→ Task instructions:
Exact duplicates of all entries are needed.

##### Records for this task

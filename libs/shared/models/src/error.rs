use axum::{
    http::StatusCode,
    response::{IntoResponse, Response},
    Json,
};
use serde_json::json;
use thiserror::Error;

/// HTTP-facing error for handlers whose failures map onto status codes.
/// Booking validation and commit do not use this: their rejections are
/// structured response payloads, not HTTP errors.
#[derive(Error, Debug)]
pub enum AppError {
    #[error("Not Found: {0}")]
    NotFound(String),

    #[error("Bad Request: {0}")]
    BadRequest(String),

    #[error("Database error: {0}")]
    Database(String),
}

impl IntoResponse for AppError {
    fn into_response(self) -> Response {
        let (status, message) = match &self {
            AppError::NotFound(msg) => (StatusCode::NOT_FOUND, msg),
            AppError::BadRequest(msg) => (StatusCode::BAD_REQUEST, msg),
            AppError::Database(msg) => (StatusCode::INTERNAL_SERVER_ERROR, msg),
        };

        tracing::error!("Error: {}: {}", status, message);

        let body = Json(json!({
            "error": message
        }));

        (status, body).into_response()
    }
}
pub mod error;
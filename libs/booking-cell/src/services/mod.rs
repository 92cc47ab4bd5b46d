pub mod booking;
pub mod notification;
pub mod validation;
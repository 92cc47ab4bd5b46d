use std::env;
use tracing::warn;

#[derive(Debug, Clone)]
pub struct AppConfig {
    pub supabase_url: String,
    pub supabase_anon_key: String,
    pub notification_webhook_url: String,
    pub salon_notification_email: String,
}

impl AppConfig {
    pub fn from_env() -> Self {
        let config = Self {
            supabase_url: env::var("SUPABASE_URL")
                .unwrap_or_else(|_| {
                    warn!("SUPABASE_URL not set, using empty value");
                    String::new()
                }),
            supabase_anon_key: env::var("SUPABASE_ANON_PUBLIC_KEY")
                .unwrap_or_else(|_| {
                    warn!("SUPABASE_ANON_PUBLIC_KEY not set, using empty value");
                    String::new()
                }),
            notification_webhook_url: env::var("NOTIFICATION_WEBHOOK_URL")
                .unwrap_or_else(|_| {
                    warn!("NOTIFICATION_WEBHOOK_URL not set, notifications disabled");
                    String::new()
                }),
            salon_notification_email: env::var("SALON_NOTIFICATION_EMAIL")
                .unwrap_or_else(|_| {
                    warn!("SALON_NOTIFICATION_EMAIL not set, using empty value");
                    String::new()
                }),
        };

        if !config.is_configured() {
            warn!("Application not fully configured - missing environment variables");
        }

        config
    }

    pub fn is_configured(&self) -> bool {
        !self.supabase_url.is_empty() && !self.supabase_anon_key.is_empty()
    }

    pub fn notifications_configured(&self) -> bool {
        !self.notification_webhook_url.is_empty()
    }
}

##########

→ Task answer:
filename libs/shared/models/src/error.rs
use axum::{
    http::StatusCode,
    response::{IntoResponse, Response},
    Json,
};
use serde_json::json;
use thiserror::Error;

/// HTTP-facing error for handlers whose failures map onto status codes.
/// Booking validation and commit do not use this: their rejections are
/// structured response payloads, not HTTP errors.
#[derive(Error, Debug)]
pub enum AppError {
    #[error("Not Found: {0}")]
    NotFound(String),

    #[error("Bad Request: {0}")]
    BadRequest(String),

    #[error("Database error: {0}")]
    Database(String),
}

impl IntoResponse for AppError {
    fn into_response(self) -> Response {
        let (status, message) = match &self {
            AppError::NotFound(msg) => (StatusCode::NOT_FOUND, msg),
            AppError::BadRequest(msg) => (StatusCode::BAD_REQUEST, msg),
            AppError::Database(msg) => (StatusCode::INTERNAL_SERVER_ERROR, msg),
        };

        tracing::error!("Error: {}: {}", status, message);

        let body = Json(json!({
            "error": message
        }));

        (status, body).into_response()
    }
}
pub mod error;
filename libs/booking-cell/src/services/mod.rs
repository 92cc47ab4bd5b46d
pub mod booking;
pub mod notification;
pub mod validation;
repository 92cc47ab4bd5b46d
use std::env;
use tracing::warn;

#[derive(Debug, Clone)]
pub struct AppConfig {
    pub supabase_url: String,
    pub supabase_anon_key: String,
    pub notification_webhook_url: String,
    pub salon_notification_email: String,
}

impl AppConfig {
    pub fn from_env() -> Self {
        let config = Self {
            supabase_url: env::var("SUPABASE_URL")
                .unwrap_or_else(|_| {
                    warn!("SUPABASE_URL not set, using empty value");
                    String::new()
                }),
            supabase_anon_key: env::var("SUPABASE_ANON_PUBLIC_KEY")
                .unwrap_or_else(|_| {
                    warn!("SUPABASE_ANON_PUBLIC_KEY not set, using empty value");
                    String::new()
                }),
            notification_webhook_url: env::var("NOTIFICATION_WEBHOOK_URL")
                .unwrap_or_else(|_| {
                    warn!("NOTIFICATION_WEBHOOK_URL not set, notifications disabled");
                    String::new()
                }),
            salon_notification_email: env::var("SALON_NOTIFICATION_EMAIL")
                .unwrap_or_else(|_| {
                    warn!("SALON_NOTIFICATION_EMAIL not set, using empty value");
                    String::new()
                }),
        };

        if !config.is_configured() {
            warn!("Application not fully configured - missing environment variables");
        }

        config
    }

    pub fn is_configured(&self) -> bool {
        !self.supabase_url.is_empty() && !self.supabase_anon_key.is_empty()
    }

    pub fn notifications_configured(&self) -> bool {
        !self.notification_webhook_url.is_empty()
    }
}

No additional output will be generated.